I discovered author Heather King in a recent issue of the monthly liturgical guide, “Magnificat,” and, drawn by her surprisingly candid style, unearthed her blog, “Shirt of Flame,” which is how I came to be another of her multifarious “regulars.” So today I purchased the Kindle Edition of Heather’s latest book of the same name – my first e-book!

“Shirt of Flame” reveals the sentiments of Heather’s year long spiritual walk with St. Therese of Lisieux. Each of its twelve gripping chapters represent a month in her journey by way of compelling, selected quotes from the French Carmelite nun’s 1897 memoir, “Story of a Soul.”

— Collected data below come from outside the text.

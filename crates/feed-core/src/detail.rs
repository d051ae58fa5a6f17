//! Detail Aggregator
//!
//! Builds the post-detail view model from a fixed chain of dependent
//! fetches: post, its author, its comments, then every distinct commenter
//! profile in parallel. Any failure aborts the whole aggregation.

use std::cell::RefCell;
use std::collections::{HashMap, HashSet};

use futures::future::try_join_all;

use crate::domain::{index_by_id, Author, Comment, Post};
use crate::generation::{GenerationCounter, Outcome};
use crate::remote::{ContentService, FetchError};

#[derive(Debug, Clone, PartialEq)]
pub struct PostDetail {
    pub post: Post,
    pub author: Author,
    /// In service order
    pub comments: Vec<Comment>,
    /// Commenter profiles by author ID
    pub commenters: HashMap<u32, Author>,
}

/// Failure stage of a detail aggregation, in pipeline order
#[derive(Debug, Clone, PartialEq, Eq)]
pub enum DetailError {
    ItemFetchFailed(FetchError),
    AuthorFetchFailed(FetchError),
    CommentsFetchFailed(FetchError),
    CommenterFetchFailed(FetchError),
}

impl std::fmt::Display for DetailError {
    fn fmt(&self, f: &mut std::fmt::Formatter<'_>) -> std::fmt::Result {
        match self {
            DetailError::ItemFetchFailed(e) => write!(f, "Failed to fetch post: {}", e),
            DetailError::AuthorFetchFailed(e) => write!(f, "Failed to fetch author: {}", e),
            DetailError::CommentsFetchFailed(e) => write!(f, "Failed to fetch comments: {}", e),
            DetailError::CommenterFetchFailed(e) => write!(f, "Failed to fetch commenter: {}", e),
        }
    }
}

impl std::error::Error for DetailError {}

/// Distinct commenter IDs in order of first appearance
pub fn commenter_ids(comments: &[Comment]) -> Vec<u32> {
    let mut seen = HashSet::new();
    comments
        .iter()
        .map(Comment::author_id)
        .filter(|id| seen.insert(*id))
        .collect()
}

pub async fn aggregate_post<S: ContentService + ?Sized>(service: &S, post_id: u32) -> Result<PostDetail, DetailError> {
    log::debug!("[detail] aggregating post {}", post_id);

    let post = service
        .get_post(post_id)
        .await
        .map_err(DetailError::ItemFetchFailed)?;

    let author = service
        .get_author(post.user_id)
        .await
        .map_err(DetailError::AuthorFetchFailed)?;

    let comments = service
        .get_comments(post_id)
        .await
        .map_err(DetailError::CommentsFetchFailed)?;

    let ids = commenter_ids(&comments);
    let commenters = if ids.is_empty() {
        HashMap::new()
    } else {
        let profiles = try_join_all(ids.iter().map(|id| service.get_author(*id)))
            .await
            .map_err(DetailError::CommenterFetchFailed)?;
        index_by_id(profiles)
    };

    Ok(PostDetail {
        post,
        author,
        comments,
        commenters,
    })
}

/// What the detail view shows
#[derive(Debug, Clone, Default, PartialEq)]
pub enum DetailState {
    #[default]
    Loading,
    Ready(Box<PostDetail>),
    /// Any aggregation failure renders as "Post not found"
    NotFound,
}

/// Stale-safe holder for the detail view: navigating to another post while
/// one is still loading never lets the older aggregation win.
pub struct DetailLoader<S> {
    service: S,
    generations: GenerationCounter,
    state: RefCell<DetailState>,
}

impl<S: ContentService> DetailLoader<S> {
    pub fn new(service: S) -> Self {
        Self {
            service,
            generations: GenerationCounter::new(),
            state: RefCell::new(DetailState::Loading),
        }
    }

    pub fn state(&self) -> DetailState {
        self.state.borrow().clone()
    }

    pub async fn load(&self, post_id: u32) -> Outcome {
        let generation = self.generations.issue();
        *self.state.borrow_mut() = DetailState::Loading;

        let result = aggregate_post(&self.service, post_id).await;
        if !self.generations.is_current(generation) {
            log::debug!("[detail] discarding stale aggregation of post {}", post_id);
            return Outcome::Stale;
        }

        *self.state.borrow_mut() = match result {
            Ok(detail) => DetailState::Ready(Box::new(detail)),
            Err(e) => {
                log::warn!("[detail] post {}: {}", post_id, e);
                DetailState::NotFound
            }
        };
        Outcome::Applied
    }
}

#[cfg(test)]
mod tests {
    use std::rc::Rc;

    use super::*;
    use crate::remote::fake::{Call, FakeContentService};

    fn fixture() -> FakeContentService {
        FakeContentService::new()
            .with_posts(vec![Post::new(1, "Hello", "World", 3)])
            .with_author(Author::new(3, "Emily", "Johnson", "emilys"))
            .with_author(Author::new(7, "Michael", "Williams", "michaelw"))
            .with_author(Author::new(9, "Sophia", "Brown", "sophiab"))
            .with_comments(
                1,
                vec![
                    Comment::new(10, 1, "first", 7, "michaelw"),
                    Comment::new(11, 1, "second", 7, "michaelw"),
                    Comment::new(12, 1, "third", 9, "sophiab"),
                ],
            )
    }

    #[tokio::test]
    async fn test_aggregates_post_author_comments_and_commenters() {
        let service = fixture();
        let detail = aggregate_post(&service, 1).await.unwrap();

        assert_eq!(detail.post.title, "Hello");
        assert_eq!(detail.author.username, "emilys");
        assert_eq!(detail.comments.iter().map(|c| c.id).collect::<Vec<_>>(), vec![10, 11, 12]);
        assert_eq!(detail.commenters.len(), 2);
        assert_eq!(detail.commenters[&9].first_name, "Sophia");
    }

    #[tokio::test]
    async fn test_fetches_each_commenter_once() {
        let service = fixture();
        aggregate_post(&service, 1).await.unwrap();
        // author of the post, then commenters 7 and 9
        assert_eq!(service.author_fetches(), vec![3, 7, 9]);
    }

    #[tokio::test]
    async fn test_commenter_profiles_are_fetched_together() {
        let service = fixture();
        let release = service.hold_author(7);

        let (detail, in_flight) = futures::join!(aggregate_post(&service, 1), async {
            // 7 is still held here, so 9 must already be requested
            let in_flight = service.author_fetches();
            release.send(()).unwrap();
            in_flight
        });

        assert_eq!(in_flight, vec![3, 7, 9]);
        assert_eq!(detail.unwrap().commenters.len(), 2);
    }

    #[tokio::test]
    async fn test_loader_ignores_superseded_post() {
        let service = Rc::new(fixture().with_posts(vec![
            Post::new(1, "Hello", "World", 3),
            Post::new(2, "Later", "Second post", 9),
        ]));
        let loader = DetailLoader::new(service.clone());
        let release_first = service.hold_author(3);

        let first = loader.load(1);
        let second = async {
            let outcome = loader.load(2).await;
            release_first.send(()).unwrap();
            outcome
        };
        let (first, second) = futures::join!(first, second);

        assert_eq!(second, Outcome::Applied);
        assert_eq!(first, Outcome::Stale);
        assert!(matches!(loader.state(), DetailState::Ready(detail) if detail.post.id == 2));
    }

    #[tokio::test]
    async fn test_author_failure_skips_comments() {
        let service = fixture();
        service.fail("get_author");

        let err = aggregate_post(&service, 1).await.unwrap_err();

        assert_eq!(err, DetailError::AuthorFetchFailed(FetchError::Status(500)));
        assert!(!service.calls().iter().any(|c| matches!(c, Call::GetComments(_))));
    }

    #[tokio::test]
    async fn test_missing_post_aborts_first() {
        let service = fixture();
        let err = aggregate_post(&service, 42).await.unwrap_err();
        assert_eq!(err, DetailError::ItemFetchFailed(FetchError::Status(404)));
        assert_eq!(service.calls(), vec![Call::GetPost(42)]);
    }

    #[tokio::test]
    async fn test_comments_failure() {
        let service = fixture();
        service.fail("get_comments");
        let err = aggregate_post(&service, 1).await.unwrap_err();
        assert!(matches!(err, DetailError::CommentsFetchFailed(_)));
    }

    #[tokio::test]
    async fn test_one_failed_commenter_fails_the_join() {
        let service = fixture();
        service.fail_author(9);
        let err = aggregate_post(&service, 1).await.unwrap_err();
        assert_eq!(err, DetailError::CommenterFetchFailed(FetchError::Status(500)));
    }

    #[tokio::test]
    async fn test_no_comments_means_no_extra_fetches() {
        let service = FakeContentService::new()
            .with_posts(vec![Post::new(2, "Quiet", "Nobody replied", 3)])
            .with_author(Author::new(3, "Emily", "Johnson", "emilys"));

        let detail = aggregate_post(&service, 2).await.unwrap();

        assert!(detail.comments.is_empty());
        assert!(detail.commenters.is_empty());
        assert_eq!(service.author_fetches(), vec![3]);
    }

    #[test]
    fn test_commenter_ids_keep_first_appearance() {
        let comments = vec![
            Comment::new(1, 1, "a", 9, "x"),
            Comment::new(2, 1, "b", 7, "y"),
            Comment::new(3, 1, "c", 9, "x"),
        ];
        assert_eq!(commenter_ids(&comments), vec![9, 7]);
    }

    #[tokio::test]
    async fn test_loader_reports_not_found() {
        let loader = DetailLoader::new(Rc::new(fixture()));
        assert_eq!(loader.state(), DetailState::Loading);

        assert_eq!(loader.load(99).await, Outcome::Applied);
        assert_eq!(loader.state(), DetailState::NotFound);

        loader.load(1).await;
        assert!(matches!(loader.state(), DetailState::Ready(detail) if detail.post.id == 1));
    }
}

I read, “Story of a Soul” in the early stages of my own faith journey, and have since regarded the beloved Therese as a sweet, childlike flower whose vocation was love. But as we learn when a spiritual book reappears on our path, it might speak in a completely different voice, given the grace God affords us to understand. “Shirt of Flame” shifts us to a far deeper view of St. Therese by highlighting some of the most stunning of her writings, which might leave us wondering, ‘how did I miss that?’

Just when we think we’ve surrendered all to the Heart of Christ, Heather shows us what the surrender of a real saint looks like:

“Anyone who labors under the misapprehension that the “Little Flower” was soft or sentimental has never pondered this:

`Like You, my Beloved Bridegroom, I would like to be scourged and crucified. . . . I would like to die by being skinned alive like St. Bartholomew. . . . Like St. John, I would like to be plunged into boiling oil. . . . With St. Agnes and St. Cecilia, I would like to present my neck to the sword, and like Joan of Arc, my dear sister, I would like to be burned at the stake, murmuring your name, Jesus.”‘ [SS, p. 215] King, Heather (2011-09-24). Shirt of Flame: A Year with Saint Therese of Lisieux (Kindle Locations 1479-1484). Paraclete Press. Kindle Edition.

As each chapter ends, Heather offers a prayer that moves us to speak interminably with God about what we need most…Him. Like her spiritual writings, Heather’s prayers are exceptional; prayers we believe God is happy to hear and happy to answer.

As I read the last sentence of the Appendix: “OCTOBER 19, 1997: Therese is declared a Doctor of the Church by Rome,” a warmth coursed through me as I realized today was October 19, and long after I turned off my laptop, the feeling remained that Therese was with me.